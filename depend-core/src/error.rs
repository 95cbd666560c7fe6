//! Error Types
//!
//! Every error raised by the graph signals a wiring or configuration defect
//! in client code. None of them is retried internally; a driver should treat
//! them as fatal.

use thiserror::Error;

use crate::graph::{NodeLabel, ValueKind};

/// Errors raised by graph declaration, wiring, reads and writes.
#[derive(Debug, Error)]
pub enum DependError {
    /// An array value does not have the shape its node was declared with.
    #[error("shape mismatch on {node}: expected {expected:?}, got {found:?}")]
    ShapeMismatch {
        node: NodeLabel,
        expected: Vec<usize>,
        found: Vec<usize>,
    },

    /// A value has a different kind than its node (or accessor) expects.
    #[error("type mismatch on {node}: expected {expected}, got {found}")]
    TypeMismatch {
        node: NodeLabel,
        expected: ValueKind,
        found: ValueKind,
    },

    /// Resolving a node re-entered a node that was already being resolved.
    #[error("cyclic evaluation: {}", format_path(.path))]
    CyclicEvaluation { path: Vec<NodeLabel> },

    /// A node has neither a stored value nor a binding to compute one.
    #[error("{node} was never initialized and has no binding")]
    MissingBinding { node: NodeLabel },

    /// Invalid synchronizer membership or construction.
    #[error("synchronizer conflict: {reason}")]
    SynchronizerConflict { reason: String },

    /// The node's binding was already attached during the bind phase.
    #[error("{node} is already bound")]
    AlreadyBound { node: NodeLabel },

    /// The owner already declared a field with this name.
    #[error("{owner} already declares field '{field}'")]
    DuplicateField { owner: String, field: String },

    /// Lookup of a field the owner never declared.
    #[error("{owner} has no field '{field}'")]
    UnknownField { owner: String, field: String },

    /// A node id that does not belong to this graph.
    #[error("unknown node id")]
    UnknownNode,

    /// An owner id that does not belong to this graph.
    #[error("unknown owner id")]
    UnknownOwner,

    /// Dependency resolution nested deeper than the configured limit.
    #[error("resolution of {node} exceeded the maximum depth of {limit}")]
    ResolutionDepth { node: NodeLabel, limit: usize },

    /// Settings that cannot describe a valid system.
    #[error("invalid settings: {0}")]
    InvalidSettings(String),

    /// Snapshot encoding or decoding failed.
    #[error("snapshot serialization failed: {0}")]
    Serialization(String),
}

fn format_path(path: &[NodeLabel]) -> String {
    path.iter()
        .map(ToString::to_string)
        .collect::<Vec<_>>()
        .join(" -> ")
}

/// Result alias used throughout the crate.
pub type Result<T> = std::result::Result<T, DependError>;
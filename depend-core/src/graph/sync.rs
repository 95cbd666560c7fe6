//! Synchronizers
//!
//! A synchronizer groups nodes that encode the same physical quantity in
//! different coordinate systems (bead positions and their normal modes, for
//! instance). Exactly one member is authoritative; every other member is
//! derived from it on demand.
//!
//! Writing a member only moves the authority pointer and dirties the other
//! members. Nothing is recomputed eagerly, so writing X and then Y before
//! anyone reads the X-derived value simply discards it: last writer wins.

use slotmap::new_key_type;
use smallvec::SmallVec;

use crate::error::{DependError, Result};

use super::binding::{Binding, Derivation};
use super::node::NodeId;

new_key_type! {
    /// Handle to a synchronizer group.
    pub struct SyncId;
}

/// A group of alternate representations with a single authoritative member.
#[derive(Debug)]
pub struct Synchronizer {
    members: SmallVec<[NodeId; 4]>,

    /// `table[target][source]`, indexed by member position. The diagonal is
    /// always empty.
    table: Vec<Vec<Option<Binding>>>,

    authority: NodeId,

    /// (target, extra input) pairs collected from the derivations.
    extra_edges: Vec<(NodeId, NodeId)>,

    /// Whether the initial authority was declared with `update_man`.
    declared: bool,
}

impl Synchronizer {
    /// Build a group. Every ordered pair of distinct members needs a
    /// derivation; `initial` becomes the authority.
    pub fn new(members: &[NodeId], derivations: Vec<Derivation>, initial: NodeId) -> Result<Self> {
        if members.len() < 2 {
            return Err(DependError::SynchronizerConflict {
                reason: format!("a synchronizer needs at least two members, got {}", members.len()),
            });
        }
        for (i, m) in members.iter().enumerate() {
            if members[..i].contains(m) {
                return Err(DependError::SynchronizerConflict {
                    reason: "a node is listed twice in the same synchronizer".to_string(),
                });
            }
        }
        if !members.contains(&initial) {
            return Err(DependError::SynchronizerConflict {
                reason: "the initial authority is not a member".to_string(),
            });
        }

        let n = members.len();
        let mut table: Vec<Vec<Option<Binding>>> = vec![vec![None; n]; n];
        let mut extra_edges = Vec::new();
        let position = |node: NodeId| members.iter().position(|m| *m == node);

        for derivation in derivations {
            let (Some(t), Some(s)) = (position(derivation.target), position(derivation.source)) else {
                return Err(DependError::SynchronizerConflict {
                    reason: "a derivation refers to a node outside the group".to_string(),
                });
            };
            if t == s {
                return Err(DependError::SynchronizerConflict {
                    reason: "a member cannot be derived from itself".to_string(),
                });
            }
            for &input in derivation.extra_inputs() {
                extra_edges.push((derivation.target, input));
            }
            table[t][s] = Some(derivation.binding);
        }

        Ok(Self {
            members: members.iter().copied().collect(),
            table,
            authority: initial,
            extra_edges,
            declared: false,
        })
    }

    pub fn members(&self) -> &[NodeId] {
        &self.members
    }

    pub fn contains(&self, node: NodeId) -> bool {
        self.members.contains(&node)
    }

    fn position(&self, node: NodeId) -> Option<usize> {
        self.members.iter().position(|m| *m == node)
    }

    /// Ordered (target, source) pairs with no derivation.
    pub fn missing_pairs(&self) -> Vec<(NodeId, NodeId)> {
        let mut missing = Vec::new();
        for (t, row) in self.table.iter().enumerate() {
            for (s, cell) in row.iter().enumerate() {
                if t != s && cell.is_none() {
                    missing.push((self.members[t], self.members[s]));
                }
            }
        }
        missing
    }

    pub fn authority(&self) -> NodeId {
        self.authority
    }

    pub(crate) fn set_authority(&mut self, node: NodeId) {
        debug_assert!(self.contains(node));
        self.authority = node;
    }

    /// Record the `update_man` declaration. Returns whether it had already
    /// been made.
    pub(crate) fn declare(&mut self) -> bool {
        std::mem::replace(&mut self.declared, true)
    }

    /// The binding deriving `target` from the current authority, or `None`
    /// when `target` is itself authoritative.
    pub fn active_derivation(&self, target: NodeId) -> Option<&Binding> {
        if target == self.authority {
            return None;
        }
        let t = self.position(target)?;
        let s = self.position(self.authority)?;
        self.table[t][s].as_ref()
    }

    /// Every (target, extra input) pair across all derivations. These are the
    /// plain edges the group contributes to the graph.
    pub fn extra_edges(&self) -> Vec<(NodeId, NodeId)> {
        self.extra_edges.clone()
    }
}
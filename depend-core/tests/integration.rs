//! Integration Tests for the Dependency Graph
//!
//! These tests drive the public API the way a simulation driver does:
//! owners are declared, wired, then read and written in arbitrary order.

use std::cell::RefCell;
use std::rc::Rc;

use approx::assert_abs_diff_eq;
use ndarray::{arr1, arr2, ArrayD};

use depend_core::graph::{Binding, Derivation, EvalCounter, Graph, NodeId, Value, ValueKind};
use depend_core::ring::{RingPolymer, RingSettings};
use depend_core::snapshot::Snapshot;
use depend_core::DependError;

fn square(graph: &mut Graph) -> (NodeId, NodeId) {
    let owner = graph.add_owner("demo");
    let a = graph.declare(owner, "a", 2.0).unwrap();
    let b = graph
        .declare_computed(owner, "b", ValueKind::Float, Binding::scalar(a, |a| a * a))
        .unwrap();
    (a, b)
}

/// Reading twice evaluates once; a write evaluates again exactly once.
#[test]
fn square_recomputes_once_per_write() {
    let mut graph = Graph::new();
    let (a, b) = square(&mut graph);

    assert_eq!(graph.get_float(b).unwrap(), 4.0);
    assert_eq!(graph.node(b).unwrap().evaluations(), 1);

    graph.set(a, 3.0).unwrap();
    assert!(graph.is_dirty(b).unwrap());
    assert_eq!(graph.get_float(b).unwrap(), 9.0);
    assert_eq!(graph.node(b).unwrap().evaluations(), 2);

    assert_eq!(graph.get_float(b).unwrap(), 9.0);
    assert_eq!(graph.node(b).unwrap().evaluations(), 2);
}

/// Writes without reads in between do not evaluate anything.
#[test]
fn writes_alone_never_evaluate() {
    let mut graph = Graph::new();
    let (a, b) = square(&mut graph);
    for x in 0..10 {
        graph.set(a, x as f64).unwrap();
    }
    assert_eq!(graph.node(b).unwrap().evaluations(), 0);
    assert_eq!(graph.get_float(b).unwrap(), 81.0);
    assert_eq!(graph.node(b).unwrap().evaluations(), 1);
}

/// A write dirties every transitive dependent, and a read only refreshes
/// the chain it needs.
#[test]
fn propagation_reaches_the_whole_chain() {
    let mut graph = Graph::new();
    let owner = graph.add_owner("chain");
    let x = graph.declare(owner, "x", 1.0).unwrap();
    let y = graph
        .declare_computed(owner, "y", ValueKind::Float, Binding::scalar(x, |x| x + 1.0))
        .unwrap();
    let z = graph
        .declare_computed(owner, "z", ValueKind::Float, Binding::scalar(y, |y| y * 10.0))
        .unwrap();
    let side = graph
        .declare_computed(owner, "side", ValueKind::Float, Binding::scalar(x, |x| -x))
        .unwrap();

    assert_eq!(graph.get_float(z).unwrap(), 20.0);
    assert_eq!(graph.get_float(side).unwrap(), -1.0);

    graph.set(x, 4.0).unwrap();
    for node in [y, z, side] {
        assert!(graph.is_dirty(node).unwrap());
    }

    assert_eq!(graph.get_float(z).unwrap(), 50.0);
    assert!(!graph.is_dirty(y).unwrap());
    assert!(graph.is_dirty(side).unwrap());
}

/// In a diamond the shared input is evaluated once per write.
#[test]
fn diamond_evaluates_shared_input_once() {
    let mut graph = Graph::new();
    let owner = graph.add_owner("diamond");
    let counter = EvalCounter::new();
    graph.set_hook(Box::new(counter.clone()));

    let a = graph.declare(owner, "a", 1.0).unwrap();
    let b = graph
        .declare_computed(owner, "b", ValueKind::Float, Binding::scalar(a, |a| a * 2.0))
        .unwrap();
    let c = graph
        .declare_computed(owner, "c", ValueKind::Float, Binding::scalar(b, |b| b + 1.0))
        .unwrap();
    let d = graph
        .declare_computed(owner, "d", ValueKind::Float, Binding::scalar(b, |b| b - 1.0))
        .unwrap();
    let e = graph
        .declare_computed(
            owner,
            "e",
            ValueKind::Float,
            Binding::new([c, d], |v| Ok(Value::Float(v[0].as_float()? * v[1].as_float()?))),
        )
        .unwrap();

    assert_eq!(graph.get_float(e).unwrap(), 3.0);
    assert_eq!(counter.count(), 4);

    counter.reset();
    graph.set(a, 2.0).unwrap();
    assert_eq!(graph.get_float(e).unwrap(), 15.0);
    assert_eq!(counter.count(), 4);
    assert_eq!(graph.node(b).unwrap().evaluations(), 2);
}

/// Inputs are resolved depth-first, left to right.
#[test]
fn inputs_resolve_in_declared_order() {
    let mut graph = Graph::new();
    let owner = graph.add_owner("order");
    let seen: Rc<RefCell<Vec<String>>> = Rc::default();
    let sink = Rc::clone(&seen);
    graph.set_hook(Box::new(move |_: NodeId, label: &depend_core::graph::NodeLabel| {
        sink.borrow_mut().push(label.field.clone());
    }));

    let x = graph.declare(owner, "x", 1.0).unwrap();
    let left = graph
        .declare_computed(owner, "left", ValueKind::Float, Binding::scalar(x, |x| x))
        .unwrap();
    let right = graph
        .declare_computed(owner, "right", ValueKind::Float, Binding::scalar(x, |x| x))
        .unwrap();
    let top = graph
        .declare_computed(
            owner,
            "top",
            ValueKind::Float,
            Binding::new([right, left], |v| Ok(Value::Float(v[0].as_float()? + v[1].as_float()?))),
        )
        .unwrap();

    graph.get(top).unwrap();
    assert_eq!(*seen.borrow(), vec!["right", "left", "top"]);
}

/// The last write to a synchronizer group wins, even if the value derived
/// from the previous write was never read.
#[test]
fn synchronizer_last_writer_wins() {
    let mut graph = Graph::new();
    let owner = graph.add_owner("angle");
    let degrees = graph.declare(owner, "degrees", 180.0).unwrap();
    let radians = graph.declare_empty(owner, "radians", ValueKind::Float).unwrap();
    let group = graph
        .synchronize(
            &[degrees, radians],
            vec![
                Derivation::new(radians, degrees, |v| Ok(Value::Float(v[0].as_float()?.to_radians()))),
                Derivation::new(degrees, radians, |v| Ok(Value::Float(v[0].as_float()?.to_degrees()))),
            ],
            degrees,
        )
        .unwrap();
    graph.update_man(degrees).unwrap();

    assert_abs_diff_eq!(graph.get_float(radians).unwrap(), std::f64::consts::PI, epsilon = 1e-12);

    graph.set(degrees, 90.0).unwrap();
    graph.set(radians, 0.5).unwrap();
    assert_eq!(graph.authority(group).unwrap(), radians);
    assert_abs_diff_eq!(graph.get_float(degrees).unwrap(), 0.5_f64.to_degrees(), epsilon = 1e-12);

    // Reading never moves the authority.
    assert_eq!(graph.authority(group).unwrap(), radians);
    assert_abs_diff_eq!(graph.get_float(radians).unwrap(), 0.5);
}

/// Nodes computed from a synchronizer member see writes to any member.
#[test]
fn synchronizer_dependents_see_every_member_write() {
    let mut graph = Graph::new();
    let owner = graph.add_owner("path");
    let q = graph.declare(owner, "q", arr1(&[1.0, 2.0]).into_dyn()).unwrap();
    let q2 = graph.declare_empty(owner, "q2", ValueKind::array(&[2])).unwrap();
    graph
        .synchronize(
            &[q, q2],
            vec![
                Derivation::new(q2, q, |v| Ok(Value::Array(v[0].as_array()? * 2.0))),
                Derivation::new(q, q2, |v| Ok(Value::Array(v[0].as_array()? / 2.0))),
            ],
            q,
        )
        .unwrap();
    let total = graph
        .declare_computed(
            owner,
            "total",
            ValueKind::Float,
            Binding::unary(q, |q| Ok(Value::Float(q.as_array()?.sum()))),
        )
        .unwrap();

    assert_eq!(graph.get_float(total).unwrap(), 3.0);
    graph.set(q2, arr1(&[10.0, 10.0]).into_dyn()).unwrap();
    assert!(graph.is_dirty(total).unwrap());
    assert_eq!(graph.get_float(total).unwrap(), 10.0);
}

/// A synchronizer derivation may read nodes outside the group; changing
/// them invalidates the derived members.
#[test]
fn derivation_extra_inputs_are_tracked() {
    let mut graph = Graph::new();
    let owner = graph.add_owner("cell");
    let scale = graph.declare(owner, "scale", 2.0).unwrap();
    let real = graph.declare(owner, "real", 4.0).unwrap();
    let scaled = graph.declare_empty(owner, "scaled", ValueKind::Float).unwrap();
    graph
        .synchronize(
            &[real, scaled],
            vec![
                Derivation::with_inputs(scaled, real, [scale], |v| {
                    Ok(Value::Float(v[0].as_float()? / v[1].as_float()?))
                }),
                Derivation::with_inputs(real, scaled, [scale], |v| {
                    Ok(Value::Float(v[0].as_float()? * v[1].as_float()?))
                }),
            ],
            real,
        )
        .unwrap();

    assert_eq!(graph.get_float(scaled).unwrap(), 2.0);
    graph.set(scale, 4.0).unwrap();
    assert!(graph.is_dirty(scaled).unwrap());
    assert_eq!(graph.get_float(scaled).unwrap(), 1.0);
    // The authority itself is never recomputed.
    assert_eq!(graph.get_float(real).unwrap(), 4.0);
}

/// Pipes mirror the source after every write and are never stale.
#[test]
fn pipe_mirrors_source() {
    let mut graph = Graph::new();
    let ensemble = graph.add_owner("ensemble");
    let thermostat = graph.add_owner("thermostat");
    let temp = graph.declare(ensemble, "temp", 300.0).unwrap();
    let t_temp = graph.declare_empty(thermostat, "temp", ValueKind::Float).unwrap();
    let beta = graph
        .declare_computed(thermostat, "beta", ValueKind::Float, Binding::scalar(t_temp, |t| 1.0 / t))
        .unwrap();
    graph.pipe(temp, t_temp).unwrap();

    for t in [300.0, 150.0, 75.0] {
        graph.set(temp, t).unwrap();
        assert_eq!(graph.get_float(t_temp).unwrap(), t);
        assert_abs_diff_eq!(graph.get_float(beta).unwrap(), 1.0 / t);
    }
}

Exercise details >>
Above is a listing; print exactly its lines from the one with "debug_assert!(self.contains(node));" through the one with "These tests drive", and no other lines.

Problem solution >>
        debug_assert!(self.contains(node));
        self.authority = node;
    }

    /// Record the `update_man` declaration. Returns whether it had already
    /// been made.
    pub(crate) fn declare(&mut self) -> bool {
        std::mem::replace(&mut self.declared, true)
    }

    /// The binding deriving `target` from the current authority, or `None`
    /// when `target` is itself authoritative.
    pub fn active_derivation(&self, target: NodeId) -> Option<&Binding> {
        if target == self.authority {
            return None;
        }
        let t = self.position(target)?;
        let s = self.position(self.authority)?;
        self.table[t][s].as_ref()
    }

    /// Every (target, extra input) pair across all derivations. These are the
    /// plain edges the group contributes to the graph.
    pub fn extra_edges(&self) -> Vec<(NodeId, NodeId)> {
        self.extra_edges.clone()
    }
}
filename depend-core/tests/integration.rs
//! Integration Tests for the Dependency Graph
//!
//! These tests drive the public API the way a simulation driver does:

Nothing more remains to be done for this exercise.